Stored data:
────────────────
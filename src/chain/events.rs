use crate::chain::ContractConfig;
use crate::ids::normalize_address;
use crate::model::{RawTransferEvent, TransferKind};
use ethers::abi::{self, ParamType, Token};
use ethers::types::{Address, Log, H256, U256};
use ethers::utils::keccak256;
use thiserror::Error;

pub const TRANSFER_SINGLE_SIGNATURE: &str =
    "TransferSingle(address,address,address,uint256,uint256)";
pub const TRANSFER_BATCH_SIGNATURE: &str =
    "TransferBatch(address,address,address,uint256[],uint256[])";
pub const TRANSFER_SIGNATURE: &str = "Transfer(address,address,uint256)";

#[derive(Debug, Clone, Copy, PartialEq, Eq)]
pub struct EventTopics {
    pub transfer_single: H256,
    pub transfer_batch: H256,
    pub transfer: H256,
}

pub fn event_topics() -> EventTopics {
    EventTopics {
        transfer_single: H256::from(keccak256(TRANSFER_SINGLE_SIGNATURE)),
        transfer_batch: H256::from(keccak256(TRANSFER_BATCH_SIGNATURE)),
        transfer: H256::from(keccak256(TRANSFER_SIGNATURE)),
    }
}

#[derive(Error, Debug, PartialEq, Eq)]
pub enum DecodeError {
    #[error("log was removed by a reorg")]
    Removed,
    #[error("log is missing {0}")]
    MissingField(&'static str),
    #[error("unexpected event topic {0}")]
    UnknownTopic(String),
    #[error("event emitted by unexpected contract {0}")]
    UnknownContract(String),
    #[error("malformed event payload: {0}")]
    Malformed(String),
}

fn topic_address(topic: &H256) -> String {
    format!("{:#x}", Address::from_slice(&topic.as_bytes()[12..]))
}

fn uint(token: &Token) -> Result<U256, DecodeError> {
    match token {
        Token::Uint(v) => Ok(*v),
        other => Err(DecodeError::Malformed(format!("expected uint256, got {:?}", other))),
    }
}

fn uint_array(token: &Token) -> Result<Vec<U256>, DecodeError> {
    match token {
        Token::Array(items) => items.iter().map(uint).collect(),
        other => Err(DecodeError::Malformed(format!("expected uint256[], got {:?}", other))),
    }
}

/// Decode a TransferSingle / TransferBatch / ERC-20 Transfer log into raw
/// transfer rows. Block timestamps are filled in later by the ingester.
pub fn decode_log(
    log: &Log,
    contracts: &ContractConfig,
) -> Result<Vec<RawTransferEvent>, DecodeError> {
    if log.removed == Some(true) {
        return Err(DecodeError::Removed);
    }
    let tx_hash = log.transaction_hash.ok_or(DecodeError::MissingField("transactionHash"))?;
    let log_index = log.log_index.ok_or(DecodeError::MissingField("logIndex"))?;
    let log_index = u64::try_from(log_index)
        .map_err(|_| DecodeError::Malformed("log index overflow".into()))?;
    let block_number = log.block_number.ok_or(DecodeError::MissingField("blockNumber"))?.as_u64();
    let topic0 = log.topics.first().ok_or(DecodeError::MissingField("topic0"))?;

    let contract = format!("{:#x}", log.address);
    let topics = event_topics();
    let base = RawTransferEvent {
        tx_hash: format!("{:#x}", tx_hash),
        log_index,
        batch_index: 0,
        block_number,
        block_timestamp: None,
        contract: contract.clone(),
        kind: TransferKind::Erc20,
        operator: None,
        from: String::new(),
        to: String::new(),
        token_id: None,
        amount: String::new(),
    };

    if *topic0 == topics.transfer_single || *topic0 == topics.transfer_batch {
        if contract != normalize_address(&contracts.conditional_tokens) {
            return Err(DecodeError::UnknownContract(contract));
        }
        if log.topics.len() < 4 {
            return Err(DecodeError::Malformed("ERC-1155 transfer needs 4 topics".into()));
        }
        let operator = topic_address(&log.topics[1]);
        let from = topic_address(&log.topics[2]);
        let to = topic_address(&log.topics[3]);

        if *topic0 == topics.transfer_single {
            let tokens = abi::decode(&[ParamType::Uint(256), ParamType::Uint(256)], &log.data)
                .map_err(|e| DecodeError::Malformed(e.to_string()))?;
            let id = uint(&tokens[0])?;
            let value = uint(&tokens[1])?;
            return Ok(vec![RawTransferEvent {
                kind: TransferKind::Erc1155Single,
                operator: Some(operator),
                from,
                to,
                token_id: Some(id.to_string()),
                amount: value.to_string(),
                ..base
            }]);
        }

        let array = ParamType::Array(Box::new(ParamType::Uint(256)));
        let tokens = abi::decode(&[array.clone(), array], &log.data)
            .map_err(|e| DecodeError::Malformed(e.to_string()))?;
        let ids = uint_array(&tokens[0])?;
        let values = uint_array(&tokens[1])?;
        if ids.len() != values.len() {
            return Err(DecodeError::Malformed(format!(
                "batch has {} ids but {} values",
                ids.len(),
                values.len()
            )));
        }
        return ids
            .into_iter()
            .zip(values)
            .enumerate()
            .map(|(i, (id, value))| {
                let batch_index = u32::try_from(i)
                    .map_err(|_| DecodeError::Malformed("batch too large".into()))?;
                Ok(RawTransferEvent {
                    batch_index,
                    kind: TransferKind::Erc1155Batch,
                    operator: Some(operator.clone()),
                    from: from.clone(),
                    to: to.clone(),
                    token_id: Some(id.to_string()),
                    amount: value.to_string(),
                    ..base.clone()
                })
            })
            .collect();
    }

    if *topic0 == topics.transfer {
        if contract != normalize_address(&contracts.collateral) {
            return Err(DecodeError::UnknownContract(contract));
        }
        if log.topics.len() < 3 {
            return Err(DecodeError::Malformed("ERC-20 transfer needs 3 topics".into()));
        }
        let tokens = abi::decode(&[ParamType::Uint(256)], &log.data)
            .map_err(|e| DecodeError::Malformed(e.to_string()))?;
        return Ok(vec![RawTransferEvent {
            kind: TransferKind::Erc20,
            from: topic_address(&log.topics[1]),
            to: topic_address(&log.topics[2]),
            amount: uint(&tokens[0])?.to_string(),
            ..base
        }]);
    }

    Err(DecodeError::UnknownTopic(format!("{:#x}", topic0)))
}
────────────────
Work task:
Please say how many lines in the records above contain the word "const", and give only that number.

Task response:
3